### Work task
Each record below is to be output with no change at all.

### Record extracts
*** Block opens ***
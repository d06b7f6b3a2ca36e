//! # framewalk
//!
//! Walk the video stream of a media file and report per-frame decode
//! metadata in strict decode order.
//!
//! `framewalk` opens a container with FFmpeg (via
//! [`ffmpeg-next`](https://crates.io/crates/ffmpeg-next)), selects its first
//! video stream, feeds every packet of that stream to a decoder, and emits
//! one [`FrameReport`] per decoded frame: sequence number, picture type, size
//! of the originating packet, presentation timestamp and key-frame flag.
//!
//! ## Quick Start
//!
//! ```no_run
//! use framewalk::{FramewalkError, LineSink, scan_file};
//!
//! let stdout = std::io::stdout();
//! scan_file("input.mp4", LineSink::new(stdout.lock()))?;
//! # Ok::<(), FramewalkError>(())
//! ```
//!
//! prints
//!
//! ```text
//! Frame   1 (type=I, size=11962 bytes) pts    0 key_frame 1
//! Frame   2 (type=P, size= 2401 bytes) pts  512 key_frame 0
//! ...
//! Done.
//! ```
//!
//! ## Collecting reports
//!
//! ```no_run
//! use framewalk::{CollectingSink, FramewalkError, Pipeline, ScanOptions};
//!
//! let mut sink = CollectingSink::new();
//! let summary = Pipeline::new(ScanOptions::new().with_flush_at_end_of_stream(true))
//!     .run_file("input.mkv", &mut sink)?;
//! assert_eq!(summary.frames_reported as usize, sink.reports.len());
//! # Ok::<(), FramewalkError>(())
//! ```
//!
//! ## Structure
//!
//! - [`ContainerReader`] / [`MediaSource`]: open, probe, read packets.
//! - [`select_video_stream`]: first video stream in index order.
//! - [`DecoderSession`] over a [`FrameDecoder`]: submit / drain state machine.
//! - [`report`] and [`ReportSink`]: frame records and where they go.
//! - [`Pipeline`]: the driver tying them together.
//!
//! The reader and decoder are traits, so the driver can run over any
//! demuxer/decoder pair, including in-memory ones.
//!
//! ## Requirements
//!
//! FFmpeg development libraries must be installed on your system.

pub mod container;
pub mod decoder;
pub mod error;
pub mod ffmpeg;
pub mod metadata;
pub mod options;
pub mod pipeline;
pub mod progress;
pub mod report;
pub mod stream;

pub use container::{ContainerReader, DemuxedPacket, EncodedPacket, MediaSource, ReadOutcome};
pub use decoder::{
    DecodedFrame, DecoderSession, DrainOutcome, FfmpegVideoDecoder, FrameDecoder, PictureType,
    SessionState,
};
pub use error::FramewalkError;
pub use ffmpeg::{FfmpegLogLevel, get_ffmpeg_log_level, set_ffmpeg_log_level};
pub use metadata::ContainerMetadata;
pub use options::{DEFAULT_MAX_READ_RETRIES, ScanOptions};
pub use pipeline::{Pipeline, RunSummary, scan_file};
pub use progress::{CancellationToken, ProgressCallback, ProgressInfo};
pub use report::{
    COMPLETION_MARKER, CollectingSink, FrameReport, JsonLinesSink, LineSink, LogSink, ReportSink,
    report,
};
pub use stream::{CodecParameters, MediaKind, StreamInfo, select_video_stream};
use axum::{routing::post, Router};
use std::sync::Arc;

use crate::{handlers::auth as auth_handlers, state::AppState};

pub fn app_router(state: Arc<AppState>) -> Router {
    Router::new()
        .route("/signup", post(auth_handlers::signup))
        .route("/login", post(auth_handlers::login))
        .route("/refresh", post(auth_handlers::refresh))
        .route("/logout", post(auth_handlers::logout))
        .route("/introspect", post(auth_handlers::introspect))
        .with_state(state)
}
*** Block closes ***
### Written answer
repository d06b7f6b3a2ca36e
//! # framewalk
//!
//! Walk the video stream of a media file and report per-frame decode
//! metadata in strict decode order.
//!
//! `framewalk` opens a container with FFmpeg (via
//! [`ffmpeg-next`](https://crates.io/crates/ffmpeg-next)), selects its first
//! video stream, feeds every packet of that stream to a decoder, and emits
//! one [`FrameReport`] per decoded frame: sequence number, picture type, size
//! of the originating packet, presentation timestamp and key-frame flag.
//!
//! ## Quick Start
//!
//! ```no_run
//! use framewalk::{FramewalkError, LineSink, scan_file};
//!
//! let stdout = std::io::stdout();
//! scan_file("input.mp4", LineSink::new(stdout.lock()))?;
//! # Ok::<(), FramewalkError>(())
//! ```
//!
//! prints
//!
//! ```text
//! Frame   1 (type=I, size=11962 bytes) pts    0 key_frame 1
//! Frame   2 (type=P, size= 2401 bytes) pts  512 key_frame 0
//! ...
//! Done.
//! ```
//!
//! ## Collecting reports
//!
//! ```no_run
//! use framewalk::{CollectingSink, FramewalkError, Pipeline, ScanOptions};
//!
//! let mut sink = CollectingSink::new();
//! let summary = Pipeline::new(ScanOptions::new().with_flush_at_end_of_stream(true))
//!     .run_file("input.mkv", &mut sink)?;
//! assert_eq!(summary.frames_reported as usize, sink.reports.len());
//! # Ok::<(), FramewalkError>(())
//! ```
//!
//! ## Structure
//!
//! - [`ContainerReader`] / [`MediaSource`]: open, probe, read packets.
//! - [`select_video_stream`]: first video stream in index order.
//! - [`DecoderSession`] over a [`FrameDecoder`]: submit / drain state machine.
//! - [`report`] and [`ReportSink`]: frame records and where they go.
//! - [`Pipeline`]: the driver tying them together.
//!
//! The reader and decoder are traits, so the driver can run over any
//! demuxer/decoder pair, including in-memory ones.
//!
//! ## Requirements
//!
//! FFmpeg development libraries must be installed on your system.

pub mod container;
pub mod decoder;
pub mod error;
pub mod ffmpeg;
pub mod metadata;
pub mod options;
pub mod pipeline;
pub mod progress;
pub mod report;
pub mod stream;

pub use container::{ContainerReader, DemuxedPacket, EncodedPacket, MediaSource, ReadOutcome};
pub use decoder::{
    DecodedFrame, DecoderSession, DrainOutcome, FfmpegVideoDecoder, FrameDecoder, PictureType,
    SessionState,
};
pub use error::FramewalkError;
pub use ffmpeg::{FfmpegLogLevel, get_ffmpeg_log_level, set_ffmpeg_log_level};
pub use metadata::ContainerMetadata;
pub use options::{DEFAULT_MAX_READ_RETRIES, ScanOptions};
pub use pipeline::{Pipeline, RunSummary, scan_file};
pub use progress::{CancellationToken, ProgressCallback, ProgressInfo};
pub use report::{
    COMPLETION_MARKER, CollectingSink, FrameReport, JsonLinesSink, LineSink, LogSink, ReportSink,
    report,
};
pub use stream::{CodecParameters, MediaKind, StreamInfo, select_video_stream};
use axum::{routing::post, Router};
use std::sync::Arc;

use crate::{handlers::auth as auth_handlers, state::AppState};

pub fn app_router(state: Arc<AppState>) -> Router {
    Router::new()
        .route("/signup", post(auth_handlers::signup))
        .route("/login", post(auth_handlers::login))
        .route("/refresh", post(auth_handlers::refresh))
        .route("/logout", post(auth_handlers::logout))
        .route("/introspect", post(auth_handlers::introspect))
        .with_state(state)
}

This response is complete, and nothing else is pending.